The AIN’s facilities have rolled back physical and chemical restraint use, however, they sometimes do occur in extreme cases.

Elizabeth was mortified by previous case studies heard at the hearing of excessive physical and chemical restraints used on residents and hopes these practices will change after the Royal Commission.

Mandatory ratios needed

Panellists unanimously agreed that mandatory ratio laws need to be put in place, similar to childcare which is currently four-to-one.

Elizabeth says, “You need to have eyes on the patient every day. What you are doing in that interaction is accessing them physically and cognitively. The ratios aren’t there, you can’t have eyes on the residents.

“You are prevented from your basic care. You can have a person change in a heartbeat if they get a UTI and have delirium.”

Elizabeth added the Nurses Union had undertaken research into ratios and found 30 percent should be RNs, 20 percent Enrolled Nurses (EN) and 50 percent AINs.

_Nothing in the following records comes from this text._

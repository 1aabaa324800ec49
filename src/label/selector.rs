//! Canonical label selection for one emergent cluster.
//!
//! Given the members of a cluster, decide which of them get which canonical
//! label. Rules, in order:
//!
//! 1. **Compounds** (leaf terms containing `_`) are handled first.
//! 2. If some compounds already carry labels, the most common uppercase
//!    label claims the uppercase-looking unlabeled compounds (plus anything
//!    unlabeled that contains, or is contained by, a claimed term), and the
//!    most common lowercase label claims the rest.
//! 3. With no history, uppercase compounds (again closed under substring
//!    containment) form one group and the remaining compounds another; each
//!    group gets a fresh parent named after its best-ranked member.
//! 4. Whatever is still unlabeled is split into existing parents,
//!    stopwords, and everything else; each non-empty part is unified under a
//!    parent named after its best-ranked member.
//!
//! Ranking prefers a known low language-model weight, then a short name,
//! then label order, so the outcome is a pure function of the inputs.
//! Containment closure walks candidates in ascending name length.

use super::label::Label;
use super::synonyms::SynonymMap;
use crate::stopwords::Stopwords;
use crate::vocab::Vocabulary;
use std::collections::{BTreeMap, BTreeSet, VecDeque};

/// Chooses canonical labels from cluster members.
#[derive(Debug, Clone, Copy)]
pub struct LabelSelector<'a> {
    vocab: &'a Vocabulary,
    stopwords: &'a Stopwords,
}

/// Working overlay: prior map plus assignments made for this cluster.
struct Overlay<'m> {
    prior: &'m SynonymMap,
    pending: BTreeMap<Label, Label>,
}

impl Overlay<'_> {
    fn current(&self, term: &Label) -> Option<&Label> {
        self.pending.get(term).or_else(|| self.prior.get(term))
    }

    fn assign_all(&mut self, terms: &[Label], label: &Label) {
        for term in terms {
            if label.depth() > term.depth() {
                self.pending.insert(term.clone(), label.clone());
            }
        }
    }
}

impl<'a> LabelSelector<'a> {
    /// Create a selector over the given weights and stopwords.
    pub fn new(vocab: &'a Vocabulary, stopwords: &'a Stopwords) -> Self {
        Self { vocab, stopwords }
    }

    /// Compute `(term, label)` assignments for one cluster.
    ///
    /// `synonyms` is only read. Members already labeled keep their label;
    /// singleton clusters produce nothing.
    pub fn select(&self, members: &[Label], synonyms: &SynonymMap) -> Vec<(Label, Label)> {
        let members: Vec<Label> = members
            .iter()
            .cloned()
            .collect::<BTreeSet<_>>()
            .into_iter()
            .collect();
        if members.len() < 2 {
            return Vec::new();
        }
        let mut overlay = Overlay {
            prior: synonyms,
            pending: BTreeMap::new(),
        };

        let mut compounds: Vec<Label> = members.iter().filter(|m| m.is_compound()).cloned().collect();
        compounds.sort_by(|a, b| a.char_len().cmp(&b.char_len()).then_with(|| a.cmp(b)));
        if compounds.len() > 1 {
            self.label_compounds(&compounds, &mut overlay);
        }

        let remaining: Vec<Label> = members
            .iter()
            .filter(|m| overlay.current(m).is_none())
            .cloned()
            .collect();
        if remaining.len() > 1 {
            self.label_remaining(remaining, &mut overlay);
        }

        overlay.pending.into_iter().collect()
    }

    /// Apply [`select`](Self::select) to `synonyms`, returning how many terms
    /// were assigned.
    pub fn apply(&self, members: &[Label], synonyms: &mut SynonymMap) -> usize {
        let assignments = self.select(members, synonyms);
        let mut n = 0;
        for (term, label) in assignments {
            if synonyms.assign(term, label) {
                n += 1;
            }
        }
        n
    }

    fn label_compounds(&self, compounds: &[Label], overlay: &mut Overlay<'_>) {
        let mut upper_prior = Vec::new();
        let mut lower_prior = Vec::new();
        for term in compounds {
            if let Some(label) = overlay.prior.get(term) {
                if label.starts_upper() {
                    upper_prior.push(label.clone());
                } else {
                    lower_prior.push(label.clone());
                }
            }
        }

        let mut upper_group: BTreeSet<Label> = BTreeSet::new();

        if let Some(label) = most_common(&upper_prior) {
            let seeds: Vec<Label> = compounds
                .iter()
                .filter(|v| match overlay.current(v) {
                    Some(l) => *l == label,
                    None => v.starts_upper(),
                })
                .cloned()
                .collect();
            let group = containment_closure(seeds, compounds, |v| overlay.current(v).is_none());
            if group.len() > 1 {
                overlay.assign_all(&group, &label);
            }
            upper_group.extend(group);
        }

        if let Some(label) = most_common(&lower_prior) {
            let group: Vec<Label> = compounds
                .iter()
                .filter(|v| !upper_group.contains(*v))
                .filter(|v| overlay.current(v).is_none_or(|l| *l == label))
                .cloned()
                .collect();
            if group.len() > 1 {
                overlay.assign_all(&group, &label);
            }
        }

        if upper_prior.is_empty() && lower_prior.is_empty() {
            let seeds: Vec<Label> = compounds.iter().filter(|v| v.starts_upper()).cloned().collect();
            let mut upper = containment_closure(seeds, compounds, |_| true);
            let mut rest: Vec<Label> = compounds.to_vec();
            if upper.len() > 1 {
                self.vocab.sort_by_rank(&mut upper);
                let label = upper[0].parent();
                overlay.assign_all(&upper, &label);
                rest.retain(|v| !upper.contains(v));
            }
            if rest.len() > 1 {
                self.vocab.sort_by_rank(&mut rest);
                let head = rest.iter().find(|v| v.starts_lower()).unwrap_or(&rest[0]);
                let label = head.parent();
                overlay.assign_all(&rest, &label);
            }
        }
    }

    fn label_remaining(&self, mut remaining: Vec<Label>, overlay: &mut Overlay<'_>) {
        self.vocab.sort_by_rank(&mut remaining);
        let (parents, leaves): (Vec<Label>, Vec<Label>) =
            remaining.into_iter().partition(Label::is_parent);
        let (stop, content): (Vec<Label>, Vec<Label>) = leaves
            .into_iter()
            .partition(|v| self.stopwords.is_stopword(v.name()));

        for part in [parents, stop, content] {
            let Some(head) = part.first() else {
                continue;
            };
            let depth = part.iter().map(Label::depth).max().unwrap_or(0);
            let label = Label::new(head.name(), depth.saturating_add(1));
            overlay.assign_all(&part, &label);
        }
    }
}

/// Highest-count label; ties go to the smallest label.
fn most_common(labels: &[Label]) -> Option<Label> {
    let mut counts: BTreeMap<&Label, usize> = BTreeMap::new();
    for l in labels {
        *counts.entry(l).or_insert(0) += 1;
    }
    counts
        .into_iter()
        .max_by(|(la, ca), (lb, cb)| ca.cmp(cb).then_with(|| lb.cmp(la)))
        .map(|(l, _)| l.clone())
}

/// Grow `seeds` with every eligible pool member whose name contains, or is
/// contained in, a member already in the group. Transitive.
fn containment_closure<F>(seeds: Vec<Label>, pool: &[Label], eligible: F) -> Vec<Label>
where
    F: Fn(&Label) -> bool,
{
    let mut group: Vec<Label> = Vec::new();
    let mut queue: VecDeque<Label> = VecDeque::new();
    for seed in seeds {
        if !group.contains(&seed) {
            group.push(seed.clone());
            queue.push_back(seed);
        }
    }
    while let Some(v) = queue.pop_front() {
        for candidate in pool {
            if group.contains(candidate) || !eligible(candidate) {
                continue;
            }
            if candidate.name().contains(v.name()) || v.name().contains(candidate.name()) {
                group.push(candidate.clone());
                queue.push_back(candidate.clone());
            }
        }
    }
    group
}

#[cfg(test)]
mod tests {
    use super::*;

    fn leaves(names: &[&str]) -> Vec<Label> {
        names.iter().map(|n| Label::leaf(*n)).collect()
    }

    fn label_of<'m>(assignments: &'m [(Label, Label)], term: &str) -> Option<&'m Label> {
        assignments
            .iter()
            .find(|(t, _)| t.name() == term && t.depth() == 0)
            .map(|(_, l)| l)
    }

    #[test]
    fn case_split_without_history() {
        let vocab = Vocabulary::new();
        let sw = Stopwords::english();
        let members = leaves(&["Apple_Inc", "Apple_Corp", "apple_pie", "apple_juice"]);
        let out = LabelSelector::new(&vocab, &sw).select(&members, &SynonymMap::new());

        let upper = Label::new("Apple_Inc", 1);
        let lower = Label::new("apple_pie", 1);
        assert_eq!(label_of(&out, "Apple_Inc"), Some(&upper));
        assert_eq!(label_of(&out, "Apple_Corp"), Some(&upper));
        assert_eq!(label_of(&out, "apple_pie"), Some(&lower));
        assert_eq!(label_of(&out, "apple_juice"), Some(&lower));
    }

    #[test]
    fn weights_override_length_in_ranking() {
        let mut vocab = Vocabulary::new();
        vocab.observe(&Label::leaf("apple_juice"), 0.01);
        let sw = Stopwords::english();
        let members = leaves(&["apple_pie", "apple_juice"]);
        let out = LabelSelector::new(&vocab, &sw).select(&members, &SynonymMap::new());
        assert_eq!(
            label_of(&out, "apple_pie"),
            Some(&Label::new("apple_juice", 1))
        );
    }

    #[test]
    fn upper_history_claims_contained_terms() {
        let vocab = Vocabulary::new();
        let sw = Stopwords::english();
        let mut prior = SynonymMap::new();
        let acme = Label::new("Acme_Corp", 1);
        prior.assign(Label::leaf("Acme_Corp"), acme.clone());
        prior.assign(Label::leaf("Acme_Corp_Ltd"), acme.clone());

        let members = leaves(&["Acme_Corp", "Acme_Corp_Ltd", "acme_corp_ltd_shares", "New_Acme"]);
        let out = LabelSelector::new(&vocab, &sw).select(&members, &prior);

        assert_eq!(label_of(&out, "acme_corp_ltd_shares"), None);
        assert_eq!(label_of(&out, "New_Acme"), Some(&acme));
    }

    #[test]
    fn lower_history_takes_unclaimed_compounds() {
        let vocab = Vocabulary::new();
        let sw = Stopwords::english();
        let mut prior = SynonymMap::new();
        let pie = Label::new("apple_pie", 1);
        prior.assign(Label::leaf("apple_pie"), pie.clone());

        let members = leaves(&["apple_pie", "cherry_pie", "Cherry_Corp"]);
        let out = LabelSelector::new(&vocab, &sw).select(&members, &prior);

        assert_eq!(label_of(&out, "cherry_pie"), Some(&pie));
        assert_eq!(label_of(&out, "Cherry_Corp"), Some(&pie));
    }

    #[test]
    fn existing_labels_are_not_overwritten() {
        let vocab = Vocabulary::new();
        let sw = Stopwords::english();
        let mut prior = SynonymMap::new();
        prior.assign(Label::leaf("bank"), Label::new("finance", 1));
        let members = leaves(&["bank", "river", "shore"]);
        let out = LabelSelector::new(&vocab, &sw).select(&members, &prior);
        assert_eq!(label_of(&out, "bank"), None);
        assert_eq!(label_of(&out, "river"), Some(&Label::new("river", 1)));
    }

    #[test]
    fn stopwords_and_content_words_get_separate_parents() {
        let vocab = Vocabulary::new();
        let sw = Stopwords::english();
        let members = leaves(&["the", "of", "revenue", "income"]);
        let out = LabelSelector::new(&vocab, &sw).select(&members, &SynonymMap::new());
        assert_eq!(label_of(&out, "the"), Some(&Label::new("of", 1)));
        assert_eq!(label_of(&out, "of"), Some(&Label::new("of", 1)));
        assert_eq!(label_of(&out, "revenue"), Some(&Label::new("income", 1)));
    }

    #[test]
    fn parents_unify_one_level_up() {
        let vocab = Vocabulary::new();
        let sw = Stopwords::english();
        let members = vec![Label::new("fruit", 1), Label::new("vegetable", 1)];
        let out = LabelSelector::new(&vocab, &sw).select(&members, &SynonymMap::new());
        assert_eq!(out.len(), 2);
        assert!(out.iter().all(|(_, l)| *l == Label::new("fruit", 2)));
    }

    #[test]
    fn singleton_is_left_unlabeled() {
        let vocab = Vocabulary::new();
        let sw = Stopwords::english();
        let out = LabelSelector::new(&vocab, &sw).select(&leaves(&["alone"]), &SynonymMap::new());
        assert!(out.is_empty());
    }

    #[test]
    fn most_common_breaks_ties_by_label_order() {
        let a = Label::new("a", 1);
        let b = Label::new("b", 1);
        assert_eq!(most_common(&[b.clone(), a.clone()]), Some(a.clone()));
        assert_eq!(most_common(&[b.clone(), a, b.clone()]), Some(b));
        assert_eq!(most_common(&[]), None);
    }
}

She believes this ratio would stop or minimise violence among residents with dementia and allow better care to all residents.

Ms Walton says, “You cannot treat people like [this], [staff] need more support, you need ratios in care. One person to 40 residents, you can’t do it.”

Best care for dementia patients

The conclusion of the panel resulted in calls for education put first, mandatory ratios and more empathy in aged care facilities.

In Ms Bain’s statement to the Royal Commission, she said, “Good dementia care feels like a living, breathing, great attitude held by all management and staff.”

Ms Bain added that the sector needs room for a new type of dementia care for early onset dementia patients since there is currently no place for people with early onset dementia.

She believes any training and education around dementia and palliative care would be a great help to staff.

Ms Wilson wants mandatory ratio laws, along with registration of aged care workers to weed out staff that don’t want to be working in the industry and are working there out of obligation.

Elizabeth raised concern briefly over the homeless population, with many elderly individuals in that situation due to mental decline.

She wishes for there to be more help with elderly homeless people, saying health care should be accessed on a needs basis, rather than an age basis.

Additionally, Elizabeth said reporting of pressure areas should be mandatory to target homes. She believes pressure areas are a proxy for poor aged care.

Mr Walton indicated ratios being important, as well as accountability for those who receive money for aged care. She doesn’t believe funding is going to people who need it.

The hearings will recommence on Thursday, May 16.